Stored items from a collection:
_ _ _ _ _

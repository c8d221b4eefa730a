//! Flat extraction API over resolved pings and records.
//!
//! Downstream consumers want plain swath arrays rather than wire structs:
//! one sounding row per ping, detection classes, gain settings, water-column
//! profiles, and the sub-bottom channel as a standard seismic trace. Each
//! `extract_*` here has an `insert_*` inverse that rebuilds the record form.

use codec::fsdw::{SegyTraceHeader, Subbottom, TowedChannel};
use codec::sensor::SoundVelocityProfile;
use codec::sonar::{Bathymetry, SonarSettings};
use ping::{detect_class, BeamClass, DetectClass, ResolvedPing};
use sidescan::SidescanRow;

/// One sounding of a flattened swath.
#[derive(Debug, Clone, Copy, PartialEq)]
pub struct SwathBeam {
    pub class: BeamClass,
    pub depth: f64,
    pub acrosstrack: f64,
    pub alongtrack: f64,
}

/// Analysis-ready view of one ping: platform state plus flat sounding and
/// pixel arrays.
#[derive(Debug, Clone, PartialEq)]
pub struct Swath {
    pub time_d: f64,
    /// Radians, positive east.
    pub longitude: f64,
    /// Radians, positive north.
    pub latitude: f64,
    /// Radians.
    pub heading: f64,
    pub speed: f64,
    pub sonar_depth: f64,
    pub altitude: f64,
    pub beams: Vec<SwathBeam>,
    /// Reconstructed sidescan pixels, when a row was built for this ping.
    pub pixels: Vec<Option<f32>>,
}

/// Flattens a resolved ping (and its sidescan row, when one exists).
pub fn extract(ping: &ResolvedPing, row: Option<&SidescanRow>) -> Swath {
    Swath {
        time_d: ping.time_d,
        longitude: ping.longitude,
        latitude: ping.latitude,
        heading: ping.heading,
        speed: ping.speed,
        sonar_depth: ping.sonar_depth,
        altitude: ping.altitude,
        beams: ping
            .beams
            .iter()
            .map(|b| SwathBeam {
                class: b.class,
                depth: b.depth,
                acrosstrack: b.acrosstrack,
                alongtrack: b.alongtrack,
            })
            .collect(),
        pixels: row.map(|r| r.amplitude.clone()).unwrap_or_default(),
    }
}

/// Writes a swath's soundings back over a bathymetry record's processed
/// block, re-flagging quality override bits to match the swath classes.
/// Beams beyond the record's count are ignored.
pub fn insert(swath: &Swath, bath: &mut Bathymetry) {
    let n = bath.number_beams();
    let processed = bath.processed.get_or_insert_with(Default::default);
    processed.depth.resize(n, 0.0);
    processed.acrosstrack.resize(n, 0.0);
    processed.alongtrack.resize(n, 0.0);
    processed.pointing_angle.resize(n, 0.0);
    processed.azimuth_angle.resize(n, 0.0);
    for (i, beam) in swath.beams.iter().take(n).enumerate() {
        processed.depth[i] = beam.depth as f32;
        processed.acrosstrack[i] = beam.acrosstrack as f32;
        processed.alongtrack[i] = beam.alongtrack as f32;
        match beam.class {
            BeamClass::Flagged => bath.quality[i] |= 0x80,
            BeamClass::Good => bath.quality[i] &= !0xC0,
            BeamClass::Null => {}
        }
    }
    processed.latitude = swath.latitude;
    processed.longitude = swath.longitude;
    processed.heading = swath.heading as f32;
    processed.vehicle_height = -swath.sonar_depth as f32;
}

/// Per-beam detection method from the (current-era) quality bytes.
pub fn detects(bath: &Bathymetry) -> Vec<DetectClass> {
    bath.quality.iter().map(|&q| detect_class(q)).collect()
}

/// Transmit/receive gain settings of a ping.
#[derive(Debug, Clone, Copy, PartialEq)]
pub struct Gains {
    /// Transmit power selection, dB.
    pub transmit_gain: f64,
    /// Pulse length, seconds.
    pub pulse_length: f64,
    /// Receiver gain selection, dB.
    pub receive_gain: f64,
}

pub fn gains(settings: &SonarSettings) -> Gains {
    Gains {
        transmit_gain: settings.power_selection as f64,
        pulse_length: settings.pulse_width as f64,
        receive_gain: settings.gain_selection as f64,
    }
}

/// Water-column profile as (depth, sound velocity) pairs.
pub fn extract_svp(svp: &SoundVelocityProfile) -> Vec<(f32, f32)> {
    svp.depth
        .iter()
        .copied()
        .zip(svp.sound_velocity.iter().copied())
        .collect()
}

pub fn insert_svp(samples: &[(f32, f32)]) -> SoundVelocityProfile {
    SoundVelocityProfile {
        depth: samples.iter().map(|&(d, _)| d).collect(),
        sound_velocity: samples.iter().map(|&(_, v)| v).collect(),
        ..Default::default()
    }
}

/// A sub-bottom channel lifted out of its record as a seismic trace.
#[derive(Debug, Clone, PartialEq)]
pub struct SegyTrace {
    pub sequence_number: i32,
    pub ping_number: u32,
    pub sample_interval_ns: u32,
    pub samples: Vec<i16>,
}

pub fn extract_segy_trace(record: &Subbottom) -> SegyTrace {
    SegyTrace {
        sequence_number: record.trace_header.sequence_number,
        ping_number: record.trace_header.ping_num,
        sample_interval_ns: record.trace_header.sample_interval_ns,
        samples: record.channel.samples_i16(),
    }
}

pub fn insert_segy_trace(trace: &SegyTrace) -> Subbottom {
    let mut data = Vec::with_capacity(trace.samples.len() * 2);
    for s in &trace.samples {
        data.extend_from_slice(&s.to_le_bytes());
    }
    Subbottom {
        ping_number: trace.ping_number as i32,
        channel: TowedChannel {
            bytes_per_sample: 2,
            number_samples: trace.samples.len() as u32,
            sample_interval: trace.sample_interval_ns / 1000,
            data,
            ..Default::default()
        },
        trace_header: SegyTraceHeader {
            sequence_number: trace.sequence_number,
            ping_num: trace.ping_number,
            channel_num: 0,
            samples: trace.samples.len() as u16,
            sample_interval_ns: trace.sample_interval_ns,
            ..Default::default()
        },
        ..Default::default()
    }
}
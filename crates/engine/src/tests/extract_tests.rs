use crate::*;
use codec::sonar::{Bathymetry, SonarSettings};
use ping::{BeamClass, DetectClass, ResolvedBeam, ResolvedPing};

fn resolved_ping() -> ResolvedPing {
    let beam = |class, depth, across| ResolvedBeam {
        class,
        quality: 0x3F,
        range_secs: 0.1,
        depth,
        acrosstrack: across,
        alongtrack: 0.0,
        pointing_angle: 0.0,
        azimuth_angle: 0.0,
    };
    ResolvedPing {
        ping_number: 7,
        multi_ping: 0,
        time_d: 1000.0,
        longitude: -2.1,
        latitude: 0.6,
        heading: 1.0,
        speed: 1.5,
        sonar_depth: 100.0,
        altitude: 42.0,
        roll: 0.0,
        pitch: 0.0,
        heave: 0.0,
        sound_speed: 1500.0,
        beams: vec![
            beam(BeamClass::Good, 175.0, -20.0),
            beam(BeamClass::Flagged, 180.0, 20.0),
        ],
    }
}

#[test]
fn swath_writes_back_into_the_processed_block() {
    let swath = extract(&resolved_ping(), None);
    assert_eq!(swath.beams.len(), 2);
    assert_eq!(swath.sonar_depth, 100.0);

    let mut bath = Bathymetry {
        ping_number: 7,
        range: vec![0.1, 0.1],
        quality: vec![0x5F, 0x1F],
        intensity: vec![0.0, 0.0],
        ..Default::default()
    };
    insert(&swath, &mut bath);

    let p = bath.processed.as_ref().unwrap();
    assert_eq!(p.depth, vec![175.0, 180.0]);
    assert_eq!(p.acrosstrack, vec![-20.0, 20.0]);
    assert_eq!(p.latitude, 0.6);
    assert_eq!(p.vehicle_height, -100.0);
    // Good clears filter flags, flagged sets the operator bit.
    assert_eq!(bath.quality[0], 0x1F);
    assert_eq!(bath.quality[1], 0x9F);
}

#[test]
fn detects_reads_the_validity_bits() {
    let bath = Bathymetry {
        range: vec![0.1; 3],
        quality: vec![0x2F, 0x1F, 0x03],
        intensity: vec![0.0; 3],
        ..Default::default()
    };
    assert_eq!(
        detects(&bath),
        vec![DetectClass::Phase, DetectClass::Amplitude, DetectClass::Unknown]
    );
}

#[test]
fn gains_come_from_the_settings_record() {
    let g = gains(&SonarSettings {
        power_selection: 190.0,
        pulse_width: 0.000_06,
        gain_selection: 30.0,
        ..Default::default()
    });
    assert_eq!(g.transmit_gain, 190.0);
    assert!((g.pulse_length - 0.000_06).abs() < 1e-12);
    assert_eq!(g.receive_gain, 30.0);
}

#[test]
fn svp_extracts_as_pairs() {
    let svp = insert_svp(&[(0.0, 1500.0), (10.0, 1495.5)]);
    assert_eq!(svp.depth, vec![0.0, 10.0]);
    assert_eq!(svp.sound_velocity, vec![1500.0, 1495.5]);
    assert_eq!(extract_svp(&svp), vec![(0.0, 1500.0), (10.0, 1495.5)]);
}

#[test]
fn segy_trace_roundtrips_through_the_record() {
    let trace = SegyTrace {
        sequence_number: 12,
        ping_number: 7,
        sample_interval_ns: 20_000,
        samples: vec![0, 100, -100, 32000],
    };
    let record = insert_segy_trace(&trace);
    assert_eq!(record.channel.number_samples, 4);
    assert_eq!(record.trace_header.samples, 4);
    assert_eq!(extract_segy_trace(&record), trace);
}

_ _ _ _ _

- _TASK ITEM_
Your answer must consist solely of the lines above between the line holding "pub fn detects(bath: &Bathymetry)" and the line holding "transmit_gain: settings.power_selection as", inclusive, copied exactly.

- _FINISHED TASK_
pub fn detects(bath: &Bathymetry) -> Vec<DetectClass> {
    bath.quality.iter().map(|&q| detect_class(q)).collect()
}

/// Transmit/receive gain settings of a ping.
#[derive(Debug, Clone, Copy, PartialEq)]
pub struct Gains {
    /// Transmit power selection, dB.
    pub transmit_gain: f64,
    /// Pulse length, seconds.
    pub pulse_length: f64,
    /// Receiver gain selection, dB.
    pub receive_gain: f64,
}

pub fn gains(settings: &SonarSettings) -> Gains {
    Gains {
        transmit_gain: settings.power_selection as f64,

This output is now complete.